Thanks to funding secured from high street fashion entrepreneur George Davies, Mr Nigel Drury, a Consultant in Paediatric Cardiac Surgery at our Children’s Hospital, was able to lead the launch of the UK’s first national study into identifying research priorities for patients diagnosed with congenital heart disease (CHD).

Twelve children in the UK are born with CHD every day, making it the most common type of birth defect.

Medical and surgical advances over the last 70 years have meant survival rates have improved, with approximately 97% of children diagnosed with CHD now expected to reach adulthood. However these children often need treatment throughout their lives, requiring specialist review during childhood and into adulthood.

To date, research into the conditions, and its impact on those living with it, has been surprisingly limited, highlighting a need to address the lack of evidence to inform clinical decision-making. Thanks to the generous donation from George Davies – the innovator behind clothing brands such as Next, Per Una and George at Asda – Mr Drury, along with collaborators from other leading institutions, were able to launch this national study to identify the most important research questions.

The initial survey sought input from patients, parents, carers and clinicians from across the UK to establish two ‘top 10’ lists of national priorities for future research in children and adults. The results will lead to the high-quality, collaborative, multi-centre trials needed to improve outcomes for patients and families.

A long-term supporter of the Children’s Hospital, Mr Davies gifted the money through the George Davies Charitable Trust in celebration of his granddaughter who was treated for CHD at our hospital in 2006.

Mr Davies said: “Supporting Birmingham Children’s Hospital in its research of congenital heart disease is very dear to my heart as my granddaughter, now 15-years-old, received life-saving treatment at the hospital when she was just seven-days-old, after she was diagnosed with a rare heart defect. The hospital is a world-renowned centre of excellence for cardiac procedures and I’m delighted to support the team in its vision to identify the areas of research needed to enable advances in treatment and care.”

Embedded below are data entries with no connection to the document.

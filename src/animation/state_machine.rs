//! Action state machine driving the hit-react / attack / death locks.
//!
//! Hook points are explicit per-state enter/exit callbacks rather than behaviours
//! attached to animation clips. The default hooks are the only writers of
//! `CannotMove` and the only place `LockVelocity` is released.

use std::collections::HashMap;

use super::params::{AnimTrigger, AnimatorParams, BoolParam};
use crate::config::AnimationTimings;

#[derive(Debug, Clone, Copy, PartialEq, Eq, Hash, Default)]
pub enum ActionState {
    #[default]
    Idle,
    Walk,
    Run,
    Airborne,
    Attack,
    Hit,
    Dead,
}

#[derive(Debug, Clone, Copy, PartialEq, Eq)]
pub struct Transition {
    pub from: ActionState,
    pub to: ActionState,
}

pub type StateCallback = fn(&mut AnimatorParams);

#[derive(Debug, Clone)]
pub struct ActionStateMachine {
    state: ActionState,
    elapsed: f32,
    attack_duration: f32,
    hit_duration: f32,
    /// AI actors attack whenever `HasTarget` is set
    attack_on_target: bool,
    on_enter: HashMap<ActionState, Vec<StateCallback>>,
    on_exit: HashMap<ActionState, Vec<StateCallback>>,
}

fn lock_movement(params: &mut AnimatorParams) {
    params.set_bool(BoolParam::CannotMove, true);
}

fn unlock_movement(params: &mut AnimatorParams) {
    params.set_bool(BoolParam::CannotMove, false);
}

fn release_velocity(params: &mut AnimatorParams) {
    params.set_bool(BoolParam::LockVelocity, false);
}

impl ActionStateMachine {
    /// Bare machine without any hooks
    pub fn new(timings: &AnimationTimings) -> Self {
        Self {
            state: ActionState::Idle,
            elapsed: 0.0,
            attack_duration: timings.attack,
            hit_duration: timings.hit,
            attack_on_target: false,
            on_enter: HashMap::new(),
            on_exit: HashMap::new(),
        }
    }

    /// Machine with the standard movement-lock hooks registered
    pub fn with_default_hooks(timings: &AnimationTimings) -> Self {
        let mut machine = Self::new(timings);
        for state in [ActionState::Attack, ActionState::Hit, ActionState::Dead] {
            machine.on_enter(state, lock_movement);
        }
        machine.on_exit(ActionState::Attack, unlock_movement);
        machine.on_exit(ActionState::Hit, unlock_movement);
        machine.on_exit(ActionState::Hit, release_velocity);
        machine
    }

    pub fn attack_on_target(mut self, enabled: bool) -> Self {
        self.attack_on_target = enabled;
        self
    }

    pub fn on_enter(&mut self, state: ActionState, callback: StateCallback) {
        self.on_enter.entry(state).or_default().push(callback);
    }

    pub fn on_exit(&mut self, state: ActionState, callback: StateCallback) {
        self.on_exit.entry(state).or_default().push(callback);
    }

    pub fn state(&self) -> ActionState {
        self.state
    }

    /// Time spent in the current state
    pub fn elapsed(&self) -> f32 {
        self.elapsed
    }

    fn duration(&self, state: ActionState) -> Option<f32> {
        match state {
            ActionState::Attack => Some(self.attack_duration),
            ActionState::Hit => Some(self.hit_duration),
            _ => None,
        }
    }

    fn locomotion_state(params: &AnimatorParams) -> ActionState {
        if !params.get_bool(BoolParam::IsGrounded) {
            ActionState::Airborne
        } else if params.get_bool(BoolParam::IsMoving) && params.get_bool(BoolParam::IsRunning) {
            ActionState::Run
        } else if params.get_bool(BoolParam::IsMoving) {
            ActionState::Walk
        } else {
            ActionState::Idle
        }
    }

    /// Advance by `dt`, consume pending triggers and switch state if needed.
    /// A fresh hit re-enters `Hit` even when already in it.
    pub fn update(&mut self, params: &mut AnimatorParams, dt: f32) -> Option<Transition> {
        self.elapsed += dt;

        let hit = params.take_trigger(AnimTrigger::Hit);
        let attack = params.take_trigger(AnimTrigger::Attack);
        params.take_trigger(AnimTrigger::Jump);

        if self.state == ActionState::Dead {
            return None;
        }

        let next = if params.get_bool(BoolParam::IsDeath) {
            ActionState::Dead
        } else if hit {
            ActionState::Hit
        } else if self
            .duration(self.state)
            .is_some_and(|duration| self.elapsed < duration)
        {
            self.state
        } else if attack
            || (self.attack_on_target && params.get_bool(BoolParam::HasTarget))
        {
            ActionState::Attack
        } else {
            Self::locomotion_state(params)
        };

        let restart = hit && next == ActionState::Hit;
        let restart_attack = next == ActionState::Attack
            && self.state == ActionState::Attack
            && self.elapsed >= self.attack_duration;
        if next == self.state && !restart && !restart_attack {
            return None;
        }

        Some(self.transition(params, next))
    }

    /// A restart of the current state only rewinds its timer; hooks run on real changes
    fn transition(&mut self, params: &mut AnimatorParams, to: ActionState) -> Transition {
        let from = self.state;
        self.elapsed = 0.0;
        if from == to {
            return Transition { from, to };
        }

        if let Some(callbacks) = self.on_exit.get(&from) {
            for callback in callbacks {
                callback(params);
            }
        }

        self.state = to;

        if let Some(callbacks) = self.on_enter.get(&to) {
            for callback in callbacks {
                callback(params);
            }
        }
        Transition { from, to }
    }
}

#[cfg(test)]
mod tests {
    use super::*;

    fn timings() -> AnimationTimings {
        AnimationTimings {
            attack: 0.4,
            hit: 0.3,
        }
    }

    fn grounded_params() -> AnimatorParams {
        let mut params = AnimatorParams::default();
        params.set_bool(BoolParam::IsGrounded, true);
        params
    }

    // ==================== Locomotion State Tests ====================

    #[test]
    fn test_locomotion_states_follow_params() {
        let mut machine = ActionStateMachine::with_default_hooks(&timings());
        let mut params = grounded_params();

        assert_eq!(machine.update(&mut params, 0.016), None);
        assert_eq!(machine.state(), ActionState::Idle);

        params.set_bool(BoolParam::IsMoving, true);
        machine.update(&mut params, 0.016);
        assert_eq!(machine.state(), ActionState::Walk);

        params.set_bool(BoolParam::IsRunning, true);
        machine.update(&mut params, 0.016);
        assert_eq!(machine.state(), ActionState::Run);

        params.set_bool(BoolParam::IsGrounded, false);
        machine.update(&mut params, 0.016);
        assert_eq!(machine.state(), ActionState::Airborne);
    }

    // ==================== Action State Tests ====================

    #[test]
    fn test_hit_locks_movement_until_clip_ends() {
        let mut machine = ActionStateMachine::with_default_hooks(&timings());
        let mut params = grounded_params();
        params.set_bool(BoolParam::LockVelocity, true);
        params.set_trigger(AnimTrigger::Hit);

        let transition = machine.update(&mut params, 0.0);
        assert_eq!(
            transition,
            Some(Transition {
                from: ActionState::Idle,
                to: ActionState::Hit
            })
        );
        assert!(params.movement_locked());
        assert!(params.velocity_locked());

        machine.update(&mut params, 0.2);
        assert_eq!(machine.state(), ActionState::Hit);
        assert!(params.movement_locked());

        machine.update(&mut params, 0.2);
        assert_eq!(machine.state(), ActionState::Idle);
        assert!(!params.movement_locked());
        assert!(!params.velocity_locked());
    }

    #[test]
    fn test_fresh_hit_restarts_hit_state() {
        let mut machine = ActionStateMachine::with_default_hooks(&timings());
        let mut params = grounded_params();
        params.set_trigger(AnimTrigger::Hit);
        machine.update(&mut params, 0.0);
        machine.update(&mut params, 0.25);

        params.set_trigger(AnimTrigger::Hit);
        let transition = machine.update(&mut params, 0.0);
        assert_eq!(
            transition,
            Some(Transition {
                from: ActionState::Hit,
                to: ActionState::Hit
            })
        );
        assert!(machine.elapsed() < 0.001);
    }

    #[test]
    fn test_fresh_hit_keeps_velocity_lock_and_movement_lock() {
        let mut machine = ActionStateMachine::with_default_hooks(&timings());
        let mut params = grounded_params();
        params.set_bool(BoolParam::LockVelocity, true);
        params.set_trigger(AnimTrigger::Hit);
        machine.update(&mut params, 0.0);
        machine.update(&mut params, 0.1);

        // Second hit lands while the first hit-react still plays
        params.set_bool(BoolParam::LockVelocity, true);
        params.set_trigger(AnimTrigger::Hit);
        machine.update(&mut params, 0.0);

        assert_eq!(machine.state(), ActionState::Hit);
        assert!(params.velocity_locked());
        assert!(params.movement_locked());

        // The restarted clip runs its full length before releasing
        machine.update(&mut params, 0.25);
        assert!(params.velocity_locked());
        machine.update(&mut params, 0.1);
        assert_eq!(machine.state(), ActionState::Idle);
        assert!(!params.velocity_locked());
        assert!(!params.movement_locked());
    }

    #[test]
    fn test_attack_trigger_and_timeout() {
        let mut machine = ActionStateMachine::with_default_hooks(&timings());
        let mut params = grounded_params();
        params.set_trigger(AnimTrigger::Attack);

        machine.update(&mut params, 0.0);
        assert_eq!(machine.state(), ActionState::Attack);
        assert!(params.movement_locked());

        // Attack input while attacking is dropped
        params.set_trigger(AnimTrigger::Attack);
        machine.update(&mut params, 0.1);
        assert_eq!(machine.state(), ActionState::Attack);

        machine.update(&mut params, 0.4);
        assert_eq!(machine.state(), ActionState::Idle);
        assert!(!params.movement_locked());
    }

    #[test]
    fn test_ai_attacks_repeatedly_while_target_present() {
        let mut machine = ActionStateMachine::with_default_hooks(&timings()).attack_on_target(true);
        let mut params = grounded_params();
        params.set_bool(BoolParam::HasTarget, true);

        assert_eq!(machine.update(&mut params, 0.0).map(|t| t.to), Some(ActionState::Attack));
        assert_eq!(machine.update(&mut params, 0.2), None);
        assert_eq!(
            machine.update(&mut params, 0.3),
            Some(Transition {
                from: ActionState::Attack,
                to: ActionState::Attack
            })
        );

        params.set_bool(BoolParam::HasTarget, false);
        machine.update(&mut params, 0.5);
        assert_eq!(machine.state(), ActionState::Idle);
    }

    #[test]
    fn test_death_is_terminal_and_locks() {
        let mut machine = ActionStateMachine::with_default_hooks(&timings());
        let mut params = grounded_params();
        params.set_bool(BoolParam::IsDeath, true);

        machine.update(&mut params, 0.0);
        assert_eq!(machine.state(), ActionState::Dead);
        assert!(params.movement_locked());

        params.set_bool(BoolParam::IsDeath, false);
        params.set_trigger(AnimTrigger::Hit);
        assert_eq!(machine.update(&mut params, 5.0), None);
        assert_eq!(machine.state(), ActionState::Dead);
        assert!(!params.is_triggered(AnimTrigger::Hit));
    }

    // ==================== Hook Tests ====================

    #[test]
    fn test_custom_hooks_run_on_enter_and_exit() {
        fn mark_enter(params: &mut AnimatorParams) {
            params.set_bool(BoolParam::HasTarget, true);
        }
        fn mark_exit(params: &mut AnimatorParams) {
            params.set_bool(BoolParam::HasTarget, false);
        }

        let mut machine = ActionStateMachine::new(&timings());
        machine.on_enter(ActionState::Walk, mark_enter);
        machine.on_exit(ActionState::Walk, mark_exit);

        let mut params = grounded_params();
        params.set_bool(BoolParam::IsMoving, true);
        machine.update(&mut params, 0.016);
        assert!(params.get_bool(BoolParam::HasTarget));

        params.set_bool(BoolParam::IsMoving, false);
        machine.update(&mut params, 0.016);
        assert!(!params.get_bool(BoolParam::HasTarget));
    }

    #[test]
    fn test_bare_machine_has_no_locks() {
        let mut machine = ActionStateMachine::new(&timings());
        let mut params = grounded_params();
        params.set_trigger(AnimTrigger::Attack);

        machine.update(&mut params, 0.0);
        assert_eq!(machine.state(), ActionState::Attack);
        assert!(!params.movement_locked());
    }
}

Chairman of our hospitals and charity, Professor Sir Bruce Keogh, a former cardiac surgeon and Medical Director of NHS England, said: “The research priorities identified through this study will be key in driving innovation to improve the treatment, outcome and quality of life for children and adults across the UK living with congenital heart disease. We’re incredibly thankful to the George Davies Charitable Trust for enabling us to complete this much-needed research.”